Weighing costs and benefits when making a decision is useful (though also limiting).  But once an action has been taken, it’s best to forget what you gave up.  Holding on to the memory of what could-have-been-but-cannot-now-be will only make you worse at moving ahead.  The more aware you are of value left in the past, the blinder you’ll be to the value in front of you.

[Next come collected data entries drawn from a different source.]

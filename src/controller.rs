//! Standard NES controller: an 8-bit shift register loaded from button state
//! on the strobe's falling edge, read back one bit per $4016/$4017 access.
//! Ref: https://www.nesdev.org/wiki/Standard_controller

use bitflags::bitflags;

bitflags! {
    #[derive(Debug, Clone, Copy, PartialEq, Eq)]
    pub struct Buttons: u8 {
        const A      = 0b0000_0001;
        const B      = 0b0000_0010;
        const SELECT = 0b0000_0100;
        const START  = 0b0000_1000;
        const UP     = 0b0001_0000;
        const DOWN   = 0b0010_0000;
        const LEFT   = 0b0100_0000;
        const RIGHT  = 0b1000_0000;
    }
}

#[derive(Debug, Clone, Copy, Default)]
pub struct Gamepad {
    buttons: Buttons,
    strobe: bool,
    shift_index: u8,
}

impl Gamepad {
    pub fn new() -> Self {
        Self::default()
    }

    pub fn press(&mut self, button: Buttons) {
        self.buttons.insert(button);
    }

    pub fn release(&mut self, button: Buttons) {
        self.buttons.remove(button);
    }

    /// A write to $4016 (shared strobe line for both controllers).
    pub fn cpu_write(&mut self, data: u8) {
        let strobe = data & 1 != 0;
        if strobe {
            self.shift_index = 0;
        }
        self.strobe = strobe;
    }

    /// A read of $4016 or $4017.
    pub fn cpu_read(&mut self) -> u8 {
        if self.strobe {
            return (self.buttons.bits() & Buttons::A.bits() != 0) as u8;
        }

        if self.shift_index >= 8 {
            return 1;
        }

        let bit = (self.buttons.bits() >> self.shift_index) & 1;
        self.shift_index += 1;
        bit
    }
}

#[cfg(test)]
mod tests {
    use super::*;

    #[test]
    fn strobe_high_always_returns_bit_zero() {
        let mut pad = Gamepad::new();
        pad.press(Buttons::A);
        pad.cpu_write(1);
        for _ in 0..10 {
            assert_eq!(pad.cpu_read(), 1);
        }
    }

    #[test]
    fn shift_register_reads_lsb_first_then_ones() {
        let mut pad = Gamepad::new();
        pad.press(Buttons::A);
        pad.cpu_write(1);
        pad.cpu_write(0);

        let bits: Vec<u8> = (0..8).map(|_| pad.cpu_read()).collect();
        assert_eq!(bits, vec![1, 0, 0, 0, 0, 0, 0, 0]);
        assert_eq!(pad.cpu_read(), 1);
        assert_eq!(pad.cpu_read(), 1);
    }

    #[test]
    fn strobe_falling_edge_relatches_state() {
        let mut pad = Gamepad::new();
        pad.cpu_write(1);
        pad.press(Buttons::RIGHT);
        pad.press(Buttons::SELECT);
        pad.cpu_write(0);

        let bits: Vec<u8> = (0..8).map(|_| pad.cpu_read()).collect();
        assert_eq!(bits, vec![0, 0, 1, 0, 0, 0, 0, 1]);
    }
}
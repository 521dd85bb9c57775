use crate::rom::{Mirror, Rom, PRG_PAGE_SIZE};

const PRG_START: u16 = 0x8000;

/// Mapper 0. No bank switching: PRG mirrors a single 16 KiB page twice if
/// only one page is present, and CHR is a fixed 8 KiB window. Mirror is
/// fixed by the header.
#[derive(Debug, Clone)]
pub struct Nrom {
    prg_rom: Vec<u8>,
    chr: Vec<u8>,
    mirror: Mirror,
}

impl Nrom {
    pub fn new(rom: Rom) -> Self {
        let chr = if rom.has_chr_ram {
            vec![0u8; crate::rom::CHR_PAGE_SIZE]
        } else {
            rom.chr_rom
        };

        Nrom {
            prg_rom: rom.prg_rom,
            chr,
            mirror: rom.mirror,
        }
    }

    pub fn init(&mut self) {}

    fn map_prg(&self, addr: u16) -> usize {
        let offset = addr - PRG_START;
        let mask = if self.prg_rom.len() > PRG_PAGE_SIZE {
            0x7FFF
        } else {
            0x3FFF
        };
        (offset & mask) as usize
    }

    pub fn cpu_read(&mut self, addr: u16) -> Option<u8> {
        match addr {
            PRG_START..=0xFFFF => Some(self.prg_rom[self.map_prg(addr)]),
            _ => None,
        }
    }

    pub fn cpu_write(&mut self, addr: u16, value: u8) -> bool {
        match addr {
            PRG_START..=0xFFFF => {
                log::trace!("NROM: ignoring write 0x{value:02X} to read-only PRG at 0x{addr:04X}");
                true
            }
            _ => false,
        }
    }

    pub fn ppu_read(&mut self, addr: u16) -> Option<u8> {
        match addr {
            0x0000..=0x1FFF => Some(self.chr[addr as usize]),
            _ => None,
        }
    }

    pub fn ppu_write(&mut self, addr: u16, value: u8) -> bool {
        match addr {
            0x0000..=0x1FFF => {
                self.chr[addr as usize] = value;
                true
            }
            _ => false,
        }
    }

    pub fn mirror(&self) -> Mirror {
        self.mirror
    }

    pub fn pattern(&self, bank: u8) -> &[u8] {
        let start = bank as usize * 0x1000;
        &self.chr[start..start + 0x1000]
    }
}

#[cfg(test)]
mod tests {
    use super::*;
    use crate::rom::test::TestRomBuilder;

    #[test]
    fn single_prg_page_mirrors_at_c000() {
        let raw = TestRomBuilder {
            prg_pages: 1,
            chr_pages: 1,
            ..Default::default()
        }
        .build();
        let rom = Rom::parse(&raw).unwrap();
        let mut mapper = Nrom::new(rom);

        assert_eq!(mapper.cpu_read(0x8000), mapper.cpu_read(0xC000));
        assert_eq!(mapper.cpu_read(0xBFFF), mapper.cpu_read(0xFFFF));
    }

    #[test]
    fn two_prg_pages_map_linearly() {
        let raw = TestRomBuilder {
            prg_pages: 2,
            chr_pages: 1,
            ..Default::default()
        }
        .build();
        let rom = Rom::parse(&raw).unwrap();
        let mut mapper = Nrom::new(rom);

        // both pages are filled with 1s in the test builder, so just assert
        // the two halves are NOT aliased onto each other.
        assert_eq!(mapper.map_prg(0x8000), 0);
        assert_eq!(mapper.map_prg(0xC000), 0x4000);
    }

    #[test]
    fn prg_writes_are_ignored() {
        let rom = crate::rom::test::test_rom();
        let mut mapper = Nrom::new(rom);
        assert!(mapper.cpu_write(0x8000, 0xFF));
    }

    #[test]
    fn chr_ram_carts_start_zeroed_and_writable() {
        let raw = TestRomBuilder {
            chr_pages: 0,
            ..Default::default()
        }
        .build();
        let rom = Rom::parse(&raw).unwrap();
        let mut mapper = Nrom::new(rom);

        assert_eq!(mapper.ppu_read(0x0000), Some(0));
        assert!(mapper.ppu_write(0x0000, 0x42));
        assert_eq!(mapper.ppu_read(0x0000), Some(0x42));
    }
}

I’ve experienced this with potential Praxis customers.  In the application process, questions about the benefits of the program are normal and healthy.  But when those questions consistently tack on a reminder of what’s left behind, it’s not a good sign.  “I want to know if the program does X, because, you know, I’d be leaving my hometown and my friends and I really have a good thing going right now and it’d really cost a lot to make a change and you’d better be able to make it worth it.”  That’s not a customer we want.  They’re holding so tightly onto what they’d leave behind that I suspect they’d be looking in the rear-view mirror the entire program and seeking someone to blame for every way in which their new life is harder than what they walked away from.  They’d be incapable of seeing the value in the present because they won’t let go to the value they imagine in the past.

It’s like dating someone who’s obsessed with comparing you to their ex.  You don’t want that, even if you’re better.

If you want to act, act.  Second-guessing and cost-tallying after the fact are useless.  Scratch that.  They’re worse than useless.  They make people leery of connecting with or working with you because they don’t want to be measured against your imagined past.  They blind you to present opportunity.  They warp your memory of the facts, as each day further from what you left behind it gets rosier.

Screw that.  Your past doesn’t exist.  It lives only in your mind.  Your mind is within your control.  Make it work for you.  Don’t go to war against past possibilities, create present opportunities.